Aptma sources said the local mills had paid an average rate of Rs2,346 per maund to acquire cotton from the TCP.
“It means that the TCP has subsidized our competitors — India and others — by selling cotton to the exporters at a cheaper rate in the name of supporting cotton farmers,” he complained.
The TCP is said to have acquired about 1.5 million bales or 10 per cent of the total crop under the federal government decision. The government had told the TCP to intervene in the cotton market to support its price in view of a record crop in the last season. The government had decided to intervene in the market for ensuring that the growers received a fair rate for their crop.

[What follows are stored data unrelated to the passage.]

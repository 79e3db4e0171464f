//! Backends that delegate to an external `wget` or `curl` process.

use std::path::{Path, PathBuf};
use std::process::Stdio;
use std::time::Duration;

use async_trait::async_trait;
use tokio::process::Command;
use tracing::{debug, instrument};

use super::{BackendKind, PROBE_TIMEOUT, TransferBackend, TransferError, resolve_url};
use crate::catalog::{TransferTask, TransportSettings};

/// Retries the tool itself performs inside one attempt.
const TOOL_TRIES: u32 = 3;

/// Seconds curl waits between its own retries.
const CURL_RETRY_DELAY_SECS: u32 = 2;

/// Outer deadline multiplier applied to the configured timeout.
const OUTER_TIMEOUT_FACTOR: u32 = 3;

/// Stderr lines kept in [`TransferError::ToolFailed`].
const STDERR_TAIL_LINES: usize = 5;

/// Runs `wget` or `curl` for each attempt.
///
/// Both tools are invoked in resume mode, so a partial file left by an
/// interrupted attempt is continued rather than restarted.
#[derive(Debug, Clone)]
pub struct ShellToolBackend {
    tool: BackendKind,
    program: String,
    transport: TransportSettings,
    timeout: Duration,
}

impl ShellToolBackend {
    /// Creates a backend running the tool named by `tool` from `PATH`.
    ///
    /// `tool` must be [`BackendKind::Wget`] or [`BackendKind::Curl`]; `timeout`
    /// is the per-attempt timeout handed to the tool.
    #[must_use]
    pub fn new(tool: BackendKind, transport: TransportSettings, timeout: Duration) -> Self {
        Self {
            tool,
            program: tool.as_str().to_string(),
            transport,
            timeout,
        }
    }

    /// Replaces the executable while keeping `tool`'s argument convention.
    #[must_use]
    pub fn with_program(mut self, program: impl Into<String>) -> Self {
        self.program = program.into();
        self
    }

    /// Executable that will be spawned.
    #[must_use]
    pub fn program(&self) -> &str {
        &self.program
    }

    /// Arguments for transferring `url` into `target`.
    #[must_use]
    pub fn command_args(&self, url: &str, target: &Path) -> Vec<String> {
        let secs = self.timeout.as_secs().max(1);
        let target = target.display().to_string();
        let mut args: Vec<String> = match self.tool {
            BackendKind::Curl => vec![
                "-C".into(),
                "-".into(),
                "--retry".into(),
                TOOL_TRIES.to_string(),
                "--retry-delay".into(),
                CURL_RETRY_DELAY_SECS.to_string(),
                "--max-time".into(),
                (secs * u64::from(OUTER_TIMEOUT_FACTOR)).to_string(),
                "-L".into(),
                "-f".into(),
                "-sS".into(),
            ],
            BackendKind::Wget | BackendKind::Api => vec![
                "-c".into(),
                format!("--tries={TOOL_TRIES}"),
                format!("--timeout={secs}"),
                "-nv".into(),
            ],
        };
        if self.transport.insecure {
            args.push(match self.tool {
                BackendKind::Curl => "-k".into(),
                BackendKind::Wget | BackendKind::Api => "--no-check-certificate".into(),
            });
        }
        if let Some(token) = &self.transport.token {
            args.push(match self.tool {
                BackendKind::Curl => "-H".into(),
                BackendKind::Wget | BackendKind::Api => "--header".into(),
            });
            args.push(format!("Authorization: Bearer {token}"));
        }
        args.push(match self.tool {
            BackendKind::Curl => "-o".into(),
            BackendKind::Wget | BackendKind::Api => "-O".into(),
        });
        args.push(target);
        args.push(url.to_string());
        args
    }

    fn outer_timeout(&self) -> Duration {
        self.timeout.max(Duration::from_secs(1)) * OUTER_TIMEOUT_FACTOR
    }
}

#[async_trait]
impl TransferBackend for ShellToolBackend {
    fn kind(&self) -> BackendKind {
        self.tool
    }

    #[instrument(level = "debug", skip(self), fields(program = %self.program))]
    async fn probe(&self) -> bool {
        let status = Command::new(&self.program)
            .arg("--version")
            .stdin(Stdio::null())
            .stdout(Stdio::null())
            .stderr(Stdio::null())
            .kill_on_drop(true)
            .status();
        match tokio::time::timeout(PROBE_TIMEOUT, status).await {
            Ok(Ok(status)) => status.success(),
            Ok(Err(e)) => {
                debug!(error = %e, "tool not runnable");
                false
            }
            Err(_) => false,
        }
    }

    #[instrument(skip(self, task), fields(tool = %self.tool, file = %task.local_filename))]
    async fn transfer(
        &self,
        task: &TransferTask,
        download_dir: &Path,
    ) -> Result<PathBuf, TransferError> {
        let url = resolve_url(&self.transport, &task.repository, &task.remote_path);
        let target = task.target_path(download_dir);

        tokio::fs::create_dir_all(download_dir)
            .await
            .map_err(|e| TransferError::io(download_dir, e))?;

        let child = Command::new(&self.program)
            .args(self.command_args(&url, &target))
            .stdin(Stdio::null())
            .stdout(Stdio::null())
            .stderr(Stdio::piped())
            .kill_on_drop(true)
            .spawn()
            .map_err(|source| TransferError::ToolUnavailable {
                program: self.program.clone(),
                source,
            })?;

        // Dropping the future on timeout drops the child, which kills it.
        let output = tokio::time::timeout(self.outer_timeout(), child.wait_with_output())
            .await
            .map_err(|_| TransferError::timeout(&url))?
            .map_err(|e| TransferError::io(&target, e))?;

        if !output.status.success() {
            return Err(TransferError::ToolFailed {
                tool: self.tool,
                code: output.status.code(),
                stderr: stderr_tail(&output.stderr),
            });
        }

        debug!(path = %target.display(), "tool transfer finished");
        Ok(target)
    }
}

fn stderr_tail(stderr: &[u8]) -> String {
    let text = String::from_utf8_lossy(stderr);
    let lines: Vec<&str> = text
        .lines()
        .map(str::trim)
        .filter(|line| !line.is_empty())
        .collect();
    let start = lines.len().saturating_sub(STDERR_TAIL_LINES);
    lines[start..].join(" | ")
}

#[cfg(test)]
#[allow(clippy::unwrap_used)]
mod tests {
    use super::*;

    fn backend(tool: BackendKind, insecure: bool) -> ShellToolBackend {
        let transport = TransportSettings {
            insecure,
            ..TransportSettings::default()
        };
        ShellToolBackend::new(tool, transport, Duration::from_secs(300))
    }

    #[test]
    fn test_wget_args_resume_with_tries_and_timeout() {
        let args = backend(BackendKind::Wget, false)
            .command_args("https://h/x.tgz", Path::new("/d/x.tgz"));
        assert_eq!(
            args,
            ["-c", "--tries=3", "--timeout=300", "-nv", "-O", "/d/x.tgz", "https://h/x.tgz"]
        );
    }

    #[test]
    fn test_curl_args_resume_follow_and_fail_on_http_error() {
        let args = backend(BackendKind::Curl, true)
            .command_args("https://h/x.tgz", Path::new("/d/x.tgz"));
        assert_eq!(
            args,
            [
                "-C", "-", "--retry", "3", "--retry-delay", "2", "--max-time", "900", "-L", "-f",
                "-sS", "-k", "-o", "/d/x.tgz", "https://h/x.tgz"
            ]
        );
    }

    #[test]
    fn test_insecure_wget_and_token_header() {
        let mut tool = backend(BackendKind::Wget, true);
        tool.transport.token = Some("secret".to_string());
        let args = tool.command_args("u", Path::new("t"));
        assert!(args.contains(&"--no-check-certificate".to_string()));
        assert!(args.contains(&"Authorization: Bearer secret".to_string()));
    }

    #[test]
    fn test_stderr_tail_keeps_last_lines() {
        let stderr = b"one\ntwo\n\nthree\nfour\nfive\nsix\n";
        assert_eq!(stderr_tail(stderr), "two | three | four | five | six");
    }

    #[tokio::test]
    async fn test_probe_missing_program_is_unusable() {
        let tool = backend(BackendKind::Curl, false).with_program("definitely-not-a-real-tool-xyz");
        assert!(!tool.probe().await);
    }

    #[tokio::test]
    async fn test_transfer_with_missing_program_is_tool_unavailable() {
        let dir = tempfile::TempDir::new().unwrap();
        let tool = backend(BackendKind::Wget, false).with_program("definitely-not-a-real-tool-xyz");
        let task = TransferTask {
            group: "g".into(),
            repository: "org/data".into(),
            remote_path: "a/b.bin".into(),
            local_filename: "b.bin".into(),
            size_estimate_mb: None,
            priority: 1,
            max_retries: 1,
        };
        let err = tool.transfer(&task, dir.path()).await.unwrap_err();
        assert!(matches!(err, TransferError::ToolUnavailable { .. }));
    }
}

“The TCP intends to sell another 50,000 bales of cotton to the exporters in the coming days. We demand that the next lot must be sold to the exporters at the Karachi Cotton Association spot rates,” said a senior Aptma official.
He said the country’s textile industry was already fighting off inflationary pressures in the form of excessively high energy and utility prices, high interest costs, etc.
“In the present circumstances how can you expect us to compete in the international markets, with a government agency subsidizing our competitors,” said the official.